Merry Christmas, everyone, and welcome to the final edition of the No Time To Play newsletter. I hope it makes your day.
To get the bad out of the way, let's start with a couple of PC Gamer headlines from around mid-December:
Past the clickbait title, the article makes some good points. But also, dunno. You mean setting and mood can make a game genre as much as mechanics? Who’d have thought. And yes, when people say they want something new, they usually mean more of the same. Also, sci-fi is often just fantasy with shiny space-age trappings, and not in the sense Star Wars is, but in the way it looks back at a mythical past, despite the appearances. The way the future used to look like. Speaking of which: you do realize that games where you have to replay many times until you learn to line everything up perfectly have existed since, oh, I dunno, Infocom’s Deadline (1982) and Suspended (1983), right?
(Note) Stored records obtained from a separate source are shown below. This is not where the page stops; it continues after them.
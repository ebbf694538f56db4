// Copyright (c) 2024 Botho Foundation

//! Throttle definition documents and their compilation into throttles.
//!
//! A definitions document lists named buckets. Each bucket has a burst
//! period and one or more throttle groups, and each group grants a rate to a
//! set of functionalities:
//!
//! ```json
//! {
//!   "buckets": [
//!     {
//!       "name": "ThroughputLimits",
//!       "burstPeriodMs": 1000,
//!       "throttleGroups": [
//!         { "opsPerSec": 10000, "operations": ["CryptoTransfer", "CryptoCreate"] }
//!       ]
//!     }
//!   ]
//! }
//! ```
//!
//! All groups of a bucket share one throttle. The throttle runs at a logical
//! rate `L = lcm(g) × Σ lcm(g) / gᵢ` and a functionality of group `i` costs
//! `L / gᵢ` logical operations, so each group alone is held to its own rate
//! while the groups together compete for the bucket.

use crate::{
    error::{ThrottleError, ThrottleResult},
    functionality::Functionality,
    throttle::ResourceThrottle,
};
use serde::{Deserialize, Serialize};
use std::collections::HashSet;

/// Milli-ops in one operation.
const MILLI_OPS_PER_OP: u64 = 1_000;

/// A full throttle definitions document.
#[derive(Debug, Clone, Default, PartialEq, Eq, Serialize, Deserialize)]
#[serde(rename_all = "camelCase")]
pub struct ThrottleDefinitions {
    /// Buckets, in priority order
    #[serde(default)]
    pub buckets: Vec<ThrottleBucketDef>,
}

impl ThrottleDefinitions {
    /// Parse a JSON definitions document.
    pub fn from_json_str(json: &str) -> ThrottleResult<Self> {
        Ok(serde_json::from_str(json)?)
    }

    /// Parse a JSON definitions document from raw bytes.
    pub fn from_json_slice(bytes: &[u8]) -> ThrottleResult<Self> {
        Ok(serde_json::from_slice(bytes)?)
    }
}

/// One named bucket.
#[derive(Debug, Clone, Default, PartialEq, Eq, Serialize, Deserialize)]
#[serde(rename_all = "camelCase")]
pub struct ThrottleBucketDef {
    /// Bucket name, used in logs and summaries
    pub name: String,
    /// Burst period in seconds, used when `burst_period_ms` is zero
    #[serde(default)]
    pub burst_period: u64,
    /// Burst period in milliseconds
    #[serde(default)]
    pub burst_period_ms: u64,
    /// Groups sharing this bucket
    #[serde(default)]
    pub throttle_groups: Vec<ThrottleGroupDef>,
}

/// A rate granted to a set of functionalities.
#[derive(Debug, Clone, Default, PartialEq, Eq, Serialize, Deserialize)]
#[serde(rename_all = "camelCase")]
pub struct ThrottleGroupDef {
    /// Rate in whole operations per second, used when `milli_ops_per_sec` is zero
    #[serde(default)]
    pub ops_per_sec: u64,
    /// Rate in milli-operations per second
    #[serde(default)]
    pub milli_ops_per_sec: u64,
    /// Functionalities covered by this group
    #[serde(default)]
    pub operations: Vec<Functionality>,
}

impl ThrottleGroupDef {
    /// Effective rate in milli-ops per second.
    pub fn milli_ops_per_sec(&self) -> u64 {
        if self.milli_ops_per_sec > 0 {
            self.milli_ops_per_sec
        } else {
            self.ops_per_sec.saturating_mul(MILLI_OPS_PER_OP)
        }
    }
}

/// A bucket compiled into a throttle plus the requirements it imposes.
#[derive(Debug, Clone)]
pub struct CompiledBucket {
    /// The shared throttle
    pub throttle: ResourceThrottle,
    /// Milli-ops each functionality draws per unit, in definition order
    pub requirements: Vec<(Functionality, u64)>,
}

impl ThrottleBucketDef {
    /// Effective burst period in milliseconds.
    pub fn burst_period_ms(&self) -> u64 {
        if self.burst_period_ms > 0 {
            self.burst_period_ms
        } else {
            self.burst_period.saturating_mul(1_000)
        }
    }

    fn malformed(&self, reason: impl Into<String>) -> ThrottleError {
        ThrottleError::MalformedBucket {
            name: self.name.clone(),
            reason: reason.into(),
        }
    }

    /// Compile this bucket for a network whose capacity is split
    /// `capacity_split` ways.
    pub fn compile(&self, capacity_split: u32) -> ThrottleResult<CompiledBucket> {
        let split = u64::from(capacity_split.max(1));
        if self.throttle_groups.is_empty() {
            return Err(self.malformed("no throttle groups"));
        }
        let burst_ms = self.burst_period_ms();
        if burst_ms == 0 {
            return Err(self.malformed("burst period is zero"));
        }

        let rates = self
            .throttle_groups
            .iter()
            .map(ThrottleGroupDef::milli_ops_per_sec)
            .collect::<Vec<_>>();
        if let Some(rate) = rates.iter().find(|rate| **rate == 0 || **rate < split) {
            return Err(self.malformed(format!(
                "group rate of {rate} mtps cannot be split {split} ways"
            )));
        }

        let overflow = || self.malformed("logical rate overflows");
        let lcm = rates
            .iter()
            .try_fold(1u64, |acc, rate| checked_lcm(acc, *rate))
            .ok_or_else(overflow)?;
        let weight = rates
            .iter()
            .try_fold(0u64, |acc, rate| acc.checked_add(lcm / rate))
            .ok_or_else(overflow)?;
        let logical_mtps = lcm.checked_mul(weight).ok_or_else(overflow)?;

        let throttle = ResourceThrottle::tps(self.name.clone(), logical_mtps / split, burst_ms)?;

        let mut seen = HashSet::new();
        let mut requirements = Vec::new();
        for (group, rate) in self.throttle_groups.iter().zip(&rates) {
            let milli_ops = (logical_mtps / rate)
                .checked_mul(MILLI_OPS_PER_OP)
                .ok_or_else(overflow)?;
            if milli_ops.saturating_mul(MILLI_OPS_PER_OP) > throttle.capacity() {
                return Err(self.malformed(format!(
                    "a single {rate} mtps operation exceeds the bucket capacity"
                )));
            }
            for function in &group.operations {
                if !seen.insert(*function) {
                    return Err(self.malformed(format!("{function} appears more than once")));
                }
                requirements.push((*function, milli_ops));
            }
        }

        Ok(CompiledBucket {
            throttle,
            requirements,
        })
    }
}

fn gcd(mut a: u64, mut b: u64) -> u64 {
    while b != 0 {
        (a, b) = (b, a % b);
    }
    a
}

fn checked_lcm(a: u64, b: u64) -> Option<u64> {
    (a / gcd(a, b)).checked_mul(b)
}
Moving on, we have a whole bunch of game retrospectives:
- for one, HG101 hits the nail on the head: "If you’ve heard of Umurangi Generation, it’s probably because of game critics calling it one of the most important games of the time, an angry, spiteful game pissed about the state of the world." Yes, thank you. That's exactly how I heard of it, and it's always fun to know more;
- and just on Christmas Eve, Kotaku looks back at 50 Years of Traveling The Oregon Trail; I'm still reading this one, so not much to say about it;
- but as of the day before, the 50 Years of Text Games series nears conclusion, with 2019 and AI Dungeon: that absurdly expensive Markov chain some people were daft enough to hail as the future of computing. Still a good story, of course.
In fact, it made me laugh. Poor critics, fearing they suddenly became obsolete. No, really? Oops! Welcome to postmodernism 2.0, everyone. Not that there was any chance of it happening. Let alone for authors. But we should have asked all those questions of ownership long ago.
Last but not least, we have a list of Top Advice for D&D DMs that works just as well for writing. In fact, some of it is stuff I've been telling people for years.
And that's it! Really. See you once more before New Year's Eve, when we say our good byes and talk about the future. Happy Holidays!